Sotto il balcone di Giulietta Shakespeare fa innamorare

A 400 anni dalla morte, siamo stati a Verona, nel luogo simbolo del Bardo. Per scoprire che i romantici di tutto il mondo vengono ancora qui per scambiarsi baci e promesse

Interviste sul balcone di Giulietta a Verona. Siamo qui in qualità di cronisti d'amore, con carta e penna, gli strumenti innamoratori di chi scrive, per raccogliere le cronache del cuore che non trovano orecchio sui giornali. O meglio, lo trovano, ma per quel dramma che oggi si chiama femminicidio, che scatena morte quando è possessione dell'altro per odio e per paura. Nella penna di un genio, invece, la morte è abbraccio del grande amore che sfocia nel supremo, ultimo atto dell'essere, o non essere, direbbe Amleto, grazie a una perfetta profusione di sentimento. Attendiamo gli innamorati seduti su uno sgabello, in fondo lo scadere dei 400 anni della morte di Shakespeare, oggi, meritano l'attesa su un «monumento» che è la ricamata protesi esterna di una casa, una stanza in pietra rosa a cielo aperto, nuda ma velata da una storia, quella tra Romeo e Giulietta, che trasforma in palcoscenici tutti i balconi del mondo. Ce lo auguriamo, perché su questo ballatoio la gente, alla quasi insaputa di sé, sorride. La tragedia nei secoli si è trasformata in dolce fiducia di un lieto fine per tutti.

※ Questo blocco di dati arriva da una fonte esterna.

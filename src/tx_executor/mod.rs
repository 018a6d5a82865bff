//! Transaction execution abstraction
//!
//! Normalizes `(target, operation, arguments, options)` into whichever request
//! shape the active wallet backend consumes, submits it, and converts every
//! outcome into a uniform [`TransactionResult`].

mod errors;
mod executor;
mod request;
mod retry;
mod strategy;

pub use errors::ExecutorError;
pub use executor::TransactionExecutor;
pub use request::{TransactionOptions, TransactionResult, TransactionSpec};
pub use retry::RetryConfig;
pub use strategy::{strategy_for, CallStrategy, DeclarativeStrategy, ManualEncodingStrategy};
use std::sync::atomic::{AtomicU64, Ordering};

use crate::types::unix_now;

/// Source of "now" for time-derived snapshot fields
pub trait Clock: Send + Sync {
    /// Unix seconds
    fn now(&self) -> u64;
}

#[derive(Debug, Clone, Copy, Default)]
pub struct SystemClock;

impl Clock for SystemClock {
    fn now(&self) -> u64 {
        unix_now()
    }
}

/// Settable clock for deterministic tests
#[derive(Debug, Default)]
pub struct ManualClock(AtomicU64);

impl ManualClock {
    pub fn new(now: u64) -> Self {
        Self(AtomicU64::new(now))
    }

    pub fn set(&self, now: u64) {
        self.0.store(now, Ordering::SeqCst);
    }

    pub fn advance(&self, secs: u64) {
        self.0.fetch_add(secs, Ordering::SeqCst);
    }
}

impl Clock for ManualClock {
    fn now(&self) -> u64 {
        self.0.load(Ordering::SeqCst)
    }
}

«Un bacio, solo un bacio. Fantastic, il modo più erotico e innocente per essere una persona sola in due. Per me questa è Giulietta» dice Nive, che viene da Israele. È salita al primo piano della casa di via Cappello, dimora veronese della piccola Capuleti, per farsi fotografare. I lunghi capelli neri e sugli occhi una maschera viola con piume sbarazzine. È vero: tra i due celebri fidanzati l'attrazione inizia a un ballo in cui Romeo è mascherato, come se la maschera non fosse stata solo un mezzo per nascondersi ma un sigillo di purezza del cuore fanciullo.

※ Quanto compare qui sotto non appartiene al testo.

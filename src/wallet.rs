//! Wallet connection provider abstraction
//!
//! This module provides the async interface the executor submits through:
//! - Connection state and the connection-request flow
//! - The backend kind (declarative vs manual encoding)
//! - A `send` primitive that may wait on user confirmation indefinitely
//! - Mock wallet for testing

use async_trait::async_trait;
use ethers::abi::{Function, Token};
use ethers::types::{Address, Bytes, H256, U256};
use parking_lot::Mutex;
use serde::{Deserialize, Serialize};
use std::collections::VecDeque;
use std::sync::atomic::{AtomicBool, AtomicU64, Ordering};
use std::time::Duration;
use thiserror::Error;

use crate::contracts::ContractId;
use crate::error_classifier::RawError;

/// Which request shape the active backend consumes
#[derive(Debug, Clone, Copy, PartialEq, Eq, Hash, Serialize, Deserialize)]
#[serde(rename_all = "snake_case")]
pub enum StrategyKind {
    /// Backend takes a typed call description and encodes it itself
    Declarative,
    /// Backend only accepts a raw `{to, data, value}` envelope
    ManualEncoding,
}

/// Typed call description for declarative backends
#[derive(Debug, Clone, PartialEq)]
pub struct PreparedCall {
    pub contract: ContractId,
    pub to: Address,
    pub function: Function,
    pub args: Vec<Token>,
    pub value: Option<U256>,
}

/// Raw transaction envelope for manual-encoding backends
#[derive(Debug, Clone, PartialEq, Eq)]
pub struct RawTransaction {
    pub to: Address,
    pub data: Bytes,
    pub value: Option<U256>,
}

#[derive(Debug, Clone, PartialEq)]
pub enum WalletRequest {
    Prepared(PreparedCall),
    Raw(RawTransaction),
}

impl WalletRequest {
    pub fn to(&self) -> Address {
        match self {
            WalletRequest::Prepared(call) => call.to,
            WalletRequest::Raw(tx) => tx.to,
        }
    }

    pub fn value(&self) -> Option<U256> {
        match self {
            WalletRequest::Prepared(call) => call.value,
            WalletRequest::Raw(tx) => tx.value,
        }
    }
}

/// What the backend reports back from `send`
#[derive(Debug, Clone, PartialEq)]
pub struct SendOutcome {
    pub success: bool,
    pub transaction_hash: Option<H256>,
    pub error: Option<RawError>,
}

impl SendOutcome {
    pub fn confirmed(hash: H256) -> Self {
        Self {
            success: true,
            transaction_hash: Some(hash),
            error: None,
        }
    }

    pub fn failed(error: impl Into<RawError>) -> Self {
        Self {
            success: false,
            transaction_hash: None,
            error: Some(error.into()),
        }
    }
}

/// Connection-level failures with a user-facing message
#[derive(Debug, Clone, Error, PartialEq, Eq)]
pub enum WalletError {
    #[error("Please connect your wallet first")]
    NotConnected,

    #[error("Wallet connection was rejected: {0}")]
    ConnectionRejected(String),

    #[error("Wallet unavailable: {0}")]
    Unavailable(String),
}

impl From<WalletError> for RawError {
    fn from(err: WalletError) -> Self {
        RawError::Message(err.to_string())
    }
}

/// Async wallet connection provider
#[async_trait]
pub trait WalletProvider: Send + Sync {
    /// Address of the connected principal, if any
    fn address(&self) -> Option<Address>;

    fn is_connected(&self) -> bool;

    /// Ask the user to connect; may suspend on user interaction
    async fn request_connection(&self) -> Result<Address, WalletError>;

    /// Request shape the active backend consumes
    fn strategy_kind(&self) -> StrategyKind;

    /// Submit a request. May wait on user confirmation for an unbounded time.
    async fn send(&self, request: WalletRequest) -> Result<SendOutcome, RawError>;
}

/// Mock wallet for testing
///
/// Records every request it receives and replays scripted outcomes in order.
/// Once the script is exhausted every send succeeds with a fresh hash.
pub struct MockWallet {
    address: Address,
    kind: StrategyKind,
    connected: AtomicBool,
    connect_error: Mutex<Option<WalletError>>,
    outcomes: Mutex<VecDeque<Result<SendOutcome, RawError>>>,
    sent: Mutex<Vec<WalletRequest>>,
    send_delay: Mutex<Option<Duration>>,
    next_hash: AtomicU64,
}

impl MockWallet {
    pub fn new(address: Address, kind: StrategyKind) -> Self {
        Self {
            address,
            kind,
            connected: AtomicBool::new(true),
            connect_error: Mutex::new(None),
            outcomes: Mutex::new(VecDeque::new()),
            sent: Mutex::new(Vec::new()),
            send_delay: Mutex::new(None),
            next_hash: AtomicU64::new(1),
        }
    }

    pub fn new_disconnected(address: Address, kind: StrategyKind) -> Self {
        let wallet = Self::new(address, kind);
        wallet.connected.store(false, Ordering::SeqCst);
        wallet
    }

    /// Make the next connection request fail
    pub fn reject_connection(&self, error: WalletError) {
        *self.connect_error.lock() = Some(error);
    }

    pub fn push_outcome(&self, outcome: Result<SendOutcome, RawError>) {
        self.outcomes.lock().push_back(outcome);
    }

    pub fn push_failure(&self, error: impl Into<RawError>) {
        self.push_outcome(Err(error.into()));
    }

    pub fn set_send_delay(&self, delay: Duration) {
        *self.send_delay.lock() = Some(delay);
    }

    pub fn sent(&self) -> Vec<WalletRequest> {
        self.sent.lock().clone()
    }

    pub fn send_count(&self) -> usize {
        self.sent.lock().len()
    }
}

#[async_trait]
impl WalletProvider for MockWallet {
    fn address(&self) -> Option<Address> {
        self.is_connected().then_some(self.address)
    }

    fn is_connected(&self) -> bool {
        self.connected.load(Ordering::SeqCst)
    }

    async fn request_connection(&self) -> Result<Address, WalletError> {
        tokio::task::yield_now().await;
        if let Some(err) = self.connect_error.lock().take() {
            return Err(err);
        }
        self.connected.store(true, Ordering::SeqCst);
        Ok(self.address)
    }

    fn strategy_kind(&self) -> StrategyKind {
        self.kind
    }

    async fn send(&self, request: WalletRequest) -> Result<SendOutcome, RawError> {
        self.sent.lock().push(request);
        let delay = *self.send_delay.lock();
        if let Some(delay) = delay {
            tokio::time::sleep(delay).await;
        } else {
            tokio::task::yield_now().await;
        }
        let scripted = self.outcomes.lock().pop_front();
        match scripted {
            Some(outcome) => outcome,
            None => {
                let n = self.next_hash.fetch_add(1, Ordering::SeqCst);
                Ok(SendOutcome::confirmed(H256::from_low_u64_be(n)))
            }
        }
    }
}

#[cfg(test)]
mod tests {
    use super::*;

    fn raw_request(value: Option<U256>) -> WalletRequest {
        WalletRequest::Raw(RawTransaction {
            to: Address::repeat_byte(1),
            data: Bytes::from(vec![0xde, 0xad]),
            value,
        })
    }

    #[tokio::test]
    async fn test_mock_wallet_replays_script_then_succeeds() {
        let wallet = MockWallet::new(Address::repeat_byte(9), StrategyKind::ManualEncoding);
        wallet.push_failure("user rejected");

        let first = wallet.send(raw_request(None)).await;
        assert!(first.is_err());

        let second = wallet.send(raw_request(Some(U256::from(5)))).await.unwrap();
        assert!(second.success);
        assert_eq!(second.transaction_hash, Some(H256::from_low_u64_be(1)));
        assert_eq!(wallet.send_count(), 2);
        assert_eq!(wallet.sent()[1].value(), Some(U256::from(5)));
    }

    #[tokio::test]
    async fn test_connection_flow() {
        let wallet = MockWallet::new_disconnected(Address::repeat_byte(9), StrategyKind::Declarative);
        assert!(wallet.address().is_none());
        wallet.reject_connection(WalletError::ConnectionRejected("closed".into()));
        assert!(wallet.request_connection().await.is_err());
        assert_eq!(wallet.request_connection().await.unwrap(), Address::repeat_byte(9));
        assert!(wallet.is_connected());
    }

    #[test]
    fn test_wallet_error_into_raw() {
        let raw: RawError = WalletError::NotConnected.into();
        assert_eq!(raw.display_text(), "Please connect your wallet first");
    }
}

«Per Romeo e Giulietta scoprire la propria identità fu l'inizio della tragedia: appartenere a due famiglie rivali», ricorda Andrea Buonocore, vicesindaco di Agerola, paese campano. Sul balcone si bacia con Anna. «Purtroppo la rivalità tra famiglie è tuttora una realtà che impedisce ai giovani di unirsi - specifica - però alla fine l'amore vince». Allora nulla è cambiato dal tempo dei Montecchi e Capuleti? «Oggi i giovani penserebbero di uccidere i genitori se si mettono in mezzo e incontri tanto perfetti, come quello descritto da Shakespeare, difficilmente si verificano, benché l'amore forte resista. Noi diciamo: «Quando due se vonno, cento non ne ponno». Ovvero: quando due si vogliono, contro di loro non possono nulla neppure cento persone. Questa potenza è Giulietta».

Vale Giulietta, direbbero i romani: vivi tra noi! Paolo Rosa fa passare a uno a uno i suoi studenti sul balcone. È professore d'arte alla scuola secondaria Renato Fucini nel quartiere Talenti a Roma. «Sono divorziato - racconta - ma non smetterò mai di aspettare Giulietta, la donna che con la sua bellezza, sensibilità e onestà diventa una guida. Lei fu e resta un'adolescente capace di tracciare un sentiero dentro l'utopia di un affetto inattaccabile». Si susseguono in processione silente, uomini e donne, sulla stanza di pietra sotto il cielo. Vengono da Washington, Singapore, Dubai, Nuova Delhi. Nessuno sa che quest'anno ricordiamo i quattro secoli della scomparsa di William Shakespeare, ma tutti arrivano con Juliet negli occhi. Solo una donna, Deborah Paggi del lago di Como, ha le pupille stanche e dice: «Anche Giulietta è stata tradita. La storia finì male perché Romeo la tradì. Non ho mai capito il perché, ma lo penso». Se ne va, mentre Venere si accende, primo pianeta tra le stelle, e l'amore è come un miraggio inseguito dal mondo intero, che nella sua parte migliore è fatto della sostanza dei sogni.